- **SUPPLIED ENTRIES**
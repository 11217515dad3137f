//! Environment core of a teaching x86_64 kernel
//!
//! This crate allocates, loads, identifies and dispatches environments, the
//! kernel's unit of isolated execution.
//!
//! # Layout
//!
//! - [`env`]: environment table, lifecycle and dispatcher
//! - [`loader`]: ELF64 validation, segment loading and symbol binding
//! - [`symbols`]: kernel function symbols for the binder
//! - [`gdt`], [`rtc`], [`serial`]: the hardware the core touches
//!
//! The crate is `no_std`. Under `cargo test` it links `std` so everything
//! except the hardware paths runs on the host.

#![cfg_attr(not(test), no_std)]
#![deny(unsafe_op_in_unsafe_fn)]

extern crate alloc;

pub mod config;
pub mod env;
pub mod error;
pub mod gdt;
pub mod loader;
pub mod rtc;
pub mod serial;
pub mod symbols;

#[cfg(all(not(test), target_os = "none"))]
pub mod panic;

#[cfg(test)]
mod tests;

pub use env::{EnvId, EnvStatus, EnvType};
pub use error::KernelError;
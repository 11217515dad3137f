//! Environment identifiers.
//!
//! An `EnvId` packs a slot index into its low bits and a generation counter
//! above [`ENVGENSHIFT`]. The generation changes every time a slot is
//! reused, so an identifier held by a peer after its target died can never
//! alias the slot's next occupant.

use core::fmt;

use crate::config::ENVGENSHIFT;

/// Opaque environment identifier.
///
/// The all-zero value never names an environment; lookups treat it as
/// "the current environment".
#[derive(Debug, Clone, Copy, PartialEq, Eq, PartialOrd, Ord, Hash, Default)]
#[repr(transparent)]
pub struct EnvId(i32);

impl EnvId {
    /// "No environment" / "the caller itself".
    pub const NONE: EnvId = EnvId(0);

    /// Smallest generation an allocated identifier can carry.
    pub const MIN_GENERATION: i32 = 1 << ENVGENSHIFT;

    /// Wrap a raw value received from the system call boundary.
    pub const fn from_raw(raw: i32) -> Self {
        EnvId(raw)
    }

    /// Raw value as handed to environments.
    pub const fn as_raw(self) -> i32 {
        self.0
    }

    /// Combine a generation and a slot index.
    ///
    /// `generation` must have no bits below `capacity`.
    pub const fn encode(generation: i32, slot: usize) -> Self {
        EnvId(generation | slot as i32)
    }

    /// Slot index for a table with `capacity` slots (a power of two).
    pub const fn slot(self, capacity: usize) -> usize {
        (self.0 as u32 as usize) & (capacity - 1)
    }

    /// Generation bits for a table with `capacity` slots.
    pub const fn generation(self, capacity: usize) -> i32 {
        self.0 & !((capacity - 1) as i32)
    }

    /// Whether this is the reserved zero identifier.
    pub const fn is_none(self) -> bool {
        self.0 == 0
    }

    /// Generation for the next occupant of the slot last held by `prev`.
    ///
    /// Adds one generation stride and masks the slot bits off. If that
    /// overflows into a non-positive value it restarts at
    /// [`EnvId::MIN_GENERATION`], so no identifier is ever zero or negative.
    pub const fn next_generation(prev: EnvId, capacity: usize) -> i32 {
        let generation =
            prev.0.wrapping_add(Self::MIN_GENERATION) & !((capacity - 1) as i32);
        if generation <= 0 {
            Self::MIN_GENERATION
        } else {
            generation
        }
    }
}

impl fmt::Display for EnvId {
    fn fmt(&self, f: &mut fmt::Formatter<'_>) -> fmt::Result {
        write!(f, "{:08x}", self.0)
    }
}

#[cfg(test)]
mod tests {
    use super::*;
    use crate::config::NENV;

    #[test]
    fn test_encode_decode() {
        let id = EnvId::encode(3 << ENVGENSHIFT, 17);
        assert_eq!(id.slot(NENV), 17);
        assert_eq!(id.generation(NENV), 3 << ENVGENSHIFT);
        assert_eq!(id.as_raw(), (3 << ENVGENSHIFT) | 17);
    }

    #[test]
    fn test_first_generation_from_zero() {
        assert_eq!(EnvId::next_generation(EnvId::NONE, NENV), 1 << ENVGENSHIFT);
    }

    #[test]
    fn test_generation_strictly_increases() {
        let first = EnvId::encode(EnvId::next_generation(EnvId::NONE, NENV), 5);
        let second = EnvId::encode(EnvId::next_generation(first, NENV), 5);
        assert!(second.generation(NENV) > first.generation(NENV));
        assert_eq!(second.slot(NENV), 5);
        assert_ne!(first, second);
    }

    #[test]
    fn test_generation_wraps_to_minimum() {
        let last = EnvId::encode(i32::MAX & !((NENV - 1) as i32), NENV - 1);
        let generation = EnvId::next_generation(last, NENV);
        assert_eq!(generation, EnvId::MIN_GENERATION);
        assert!(EnvId::encode(generation, NENV - 1).as_raw() > 0);
    }

    #[test]
    fn test_display_is_hex() {
        let id = EnvId::from_raw(0x1001);
        assert_eq!(alloc::format!("{}", id), "00001001");
    }
}
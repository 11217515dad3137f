//! ELF Binary Loader
//!
//! Turns a raw ELF64 executable into a loaded image inside an
//! environment's address space.
//!
//! # Security
//!
//! - Every offset and size read from the image is checked against the
//!   buffer before use
//! - Segments may not reach the address ceiling of the target space
//! - Symbol binding only writes inside the loaded span

pub mod binder;
pub mod elf;
pub mod segment_loader;

pub use binder::{bind_functions, SymbolResolver};
pub use elf::{ElfError, ElfFile};
pub use segment_loader::{load_icode, load_segments, AddressSpace, FlatMemory, LoadedImage};

use crate::error::KernelError;

impl From<ElfError> for KernelError {
    fn from(_: ElfError) -> Self {
        KernelError::InvalidExe
    }
}
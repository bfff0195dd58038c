//! # Search Session Module
//!
//! ## Purpose
//! Glue between the query controller, the result fetcher, and the published
//! view state. The embedding UI calls the mutators here and re-renders from
//! [`ViewSnapshot`] after each call returns.
//!
//! ## Control Flow
//! User input → controller mutator → [`QueryEvent`] → fetcher supersedes any
//! prior pending fetch → outcome published → snapshot reflects new results,
//! facets, and pagination markers.

use crate::backend::{HttpSearchBackend, SearchBackend};
use crate::config::Config;
use crate::errors::Result;
use crate::fetcher::ResultFetcher;
use crate::model::{Facets, JudgmentSummaryRef};
use crate::pagination::{compact_page_markers, total_pages, PageMarker};
use crate::pdf::PdfLinkResolver;
use crate::query::{QueryController, QueryEvent};
use crate::{Court, SortOrder, PAGE_SIZE};
use parking_lot::Mutex;
use std::sync::Arc;

/// Everything the view needs to render one frame
#[derive(Debug, Clone, Default)]
pub struct ViewSnapshot {
    pub results: Vec<JudgmentSummaryRef>,
    pub total: u64,
    pub facets: Facets,
    pub loading: bool,
    pub has_searched: bool,
}

/// One user-facing search session: input state, fetch lifecycle, view state
pub struct SearchSession {
    controller: Mutex<QueryController>,
    fetcher: ResultFetcher,
    pdf: PdfLinkResolver,
    backend: Arc<dyn SearchBackend>,
}

impl SearchSession {
    /// Build a session against the configured HTTP search API
    pub fn from_config(config: &Config) -> Result<Self> {
        let backend: Arc<dyn SearchBackend> = Arc::new(HttpSearchBackend::new(&config.api)?);
        Ok(Self::new(backend))
    }

    /// Build a session over any backend implementation
    pub fn new(backend: Arc<dyn SearchBackend>) -> Self {
        Self {
            controller: Mutex::new(QueryController::new()),
            fetcher: ResultFetcher::new(backend.clone()),
            pdf: PdfLinkResolver::new(backend.clone()),
            backend,
        }
    }

    /// Update the query text; an empty text clears results without fetching
    pub async fn set_query_text(&self, text: impl Into<String>) {
        let event = self.controller.lock().set_query_text(text);
        self.dispatch(event).await;
    }

    /// Commit to a search with the current inputs
    pub async fn submit(&self) {
        let event = self.controller.lock().submit();
        self.dispatch(event).await;
    }

    pub async fn set_year_from(&self, year: Option<i32>) {
        let event = self.controller.lock().set_year_from(year);
        self.dispatch(event).await;
    }

    pub async fn set_year_to(&self, year: Option<i32>) {
        let event = self.controller.lock().set_year_to(year);
        self.dispatch(event).await;
    }

    pub async fn set_court(&self, court: Option<Court>) {
        let event = self.controller.lock().set_court(court);
        self.dispatch(event).await;
    }

    pub async fn set_sort_order(&self, sort_order: SortOrder) {
        let event = self.controller.lock().set_sort_order(sort_order);
        self.dispatch(event).await;
    }

    pub async fn set_page(&self, page: u32) {
        let event = self.controller.lock().set_page(page);
        self.dispatch(event).await;
    }

    /// Current renderable state
    pub fn view(&self) -> ViewSnapshot {
        let outcome = self.fetcher.outcome();
        ViewSnapshot {
            results: outcome.results,
            total: outcome.total,
            facets: outcome.facets,
            loading: self.fetcher.is_loading(),
            has_searched: self.controller.lock().has_searched(),
        }
    }

    /// Compact page-number markers for the pagination control
    pub fn page_markers(&self) -> Vec<PageMarker> {
        let pages = total_pages(self.fetcher.outcome().total, PAGE_SIZE);
        let current = self.controller.lock().page().clamp(1, pages.max(1));
        compact_page_markers(current, pages)
    }

    /// Resolve the PDF viewer URL for a result the user clicked
    pub async fn resolve_pdf_url(&self, doc_id: &str) -> Result<String> {
        self.pdf.resolve(doc_id).await
    }

    /// Autocomplete suggestions for the current input prefix.
    ///
    /// Suggestions are decorative: any failure degrades to an empty list and
    /// never blocks the search flow.
    pub async fn suggest(&self, prefix: &str) -> Vec<String> {
        if prefix.is_empty() {
            return Vec::new();
        }
        match self.backend.autocomplete(prefix).await {
            Ok(suggestions) => suggestions,
            Err(error) => {
                tracing::debug!("autocomplete failed, suppressing: {}", error);
                Vec::new()
            }
        }
    }

    /// Tear the session down: cancels any pending fetch so nothing publishes
    /// into a destroyed view
    pub fn shutdown(&self) {
        self.fetcher.shutdown();
    }

    async fn dispatch(&self, event: QueryEvent) {
        match event {
            QueryEvent::None => {}
            QueryEvent::Cleared => self.fetcher.clear(),
            QueryEvent::Fetch(params) => {
                self.fetcher.fetch(params).await;
            }
        }
    }
}
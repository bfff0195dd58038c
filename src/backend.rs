//! # Search Backend Module
//!
//! ## Purpose
//! Defines the interface to the remote search service and provides the HTTP
//! implementation. All data originates here; the crate issues requests and
//! stores decoded responses in view state.
//!
//! ## Input/Output Specification
//! - **Input**: Canonical search parameters, document ids, suggestion prefixes
//! - **Output**: Decoded response structures with default-on-absence fields
//! - **Endpoints**: `/api/search`, `/api/get-pdf-url`, `/api/autocomplete`
//!
//! ## Architecture
//! - `SearchBackend` trait: seam the fetcher and resolver depend on
//! - `HttpSearchBackend`: `reqwest` implementation against a configured base
//!   URL; tests substitute a scripted fake

use crate::config::ApiConfig;
use crate::errors::{Result, SearchError};
use crate::model::{PdfUrlResponse, SearchResponse};
use crate::query::SearchParameters;
use async_trait::async_trait;
use reqwest::{Client, StatusCode};
use std::time::Duration;

/// Interface to the remote search service
#[async_trait]
pub trait SearchBackend: Send + Sync {
    /// Execute one search request with the given canonical parameters
    async fn search(&self, params: &SearchParameters) -> Result<SearchResponse>;

    /// Resolve the viewer URL for a judgment's PDF
    async fn resolve_pdf_url(&self, doc_id: &str) -> Result<String>;

    /// Fetch autocomplete suggestions for a query prefix
    async fn autocomplete(&self, prefix: &str) -> Result<Vec<String>>;
}

/// HTTP implementation of [`SearchBackend`]
pub struct HttpSearchBackend {
    client: Client,
    base_url: String,
}

impl HttpSearchBackend {
    /// Build the backend from API configuration
    pub fn new(config: &ApiConfig) -> Result<Self> {
        let client = Client::builder()
            .timeout(Duration::from_secs(config.timeout_seconds))
            .user_agent(config.user_agent.clone())
            .build()
            .map_err(|e| SearchError::Network {
                details: e.to_string(),
            })?;

        Ok(Self {
            client,
            base_url: config.base_url.trim_end_matches('/').to_string(),
        })
    }

    fn endpoint(&self, path: &str) -> String {
        format!("{}{}", self.base_url, path)
    }
}

#[async_trait]
impl SearchBackend for HttpSearchBackend {
    async fn search(&self, params: &SearchParameters) -> Result<SearchResponse> {
        let url = self.endpoint("/api/search");
        tracing::debug!(query = %params.query_text, page = params.page, "issuing search request");

        let response = self
            .client
            .get(&url)
            .query(&params.to_query_pairs())
            .send()
            .await?;

        if !response.status().is_success() {
            return Err(SearchError::Http {
                status: response.status().as_u16(),
                details: response.text().await.unwrap_or_default(),
            });
        }

        response.json().await.map_err(|e| SearchError::Decode {
            endpoint: "/api/search".to_string(),
            details: e.to_string(),
        })
    }

    async fn resolve_pdf_url(&self, doc_id: &str) -> Result<String> {
        let url = self.endpoint("/api/get-pdf-url");
        tracing::debug!(doc_id, "resolving pdf url");

        let response = self
            .client
            .get(&url)
            .query(&[("doc_id", doc_id)])
            .send()
            .await?;

        if response.status() == StatusCode::NOT_FOUND {
            return Err(SearchError::PdfNotFound {
                doc_id: doc_id.to_string(),
            });
        }
        if !response.status().is_success() {
            return Err(SearchError::Http {
                status: response.status().as_u16(),
                details: response.text().await.unwrap_or_default(),
            });
        }

        let body: PdfUrlResponse = response.json().await.map_err(|e| SearchError::Decode {
            endpoint: "/api/get-pdf-url".to_string(),
            details: e.to_string(),
        })?;

        body.url
            .filter(|u| !u.is_empty())
            .ok_or_else(|| SearchError::PdfNotFound {
                doc_id: doc_id.to_string(),
            })
    }

    async fn autocomplete(&self, prefix: &str) -> Result<Vec<String>> {
        let url = self.endpoint("/api/autocomplete");

        let response = self.client.get(&url).query(&[("q", prefix)]).send().await?;

        if !response.status().is_success() {
            return Err(SearchError::Http {
                status: response.status().as_u16(),
                details: response.text().await.unwrap_or_default(),
            });
        }

        response.json().await.map_err(|e| SearchError::Decode {
            endpoint: "/api/autocomplete".to_string(),
            details: e.to_string(),
        })
    }
}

- **YOUR TASK**
What is the number of lines in the records holding "ElfError"? Give the number alone.

- **ANSWER TO THE EXERCISE**
3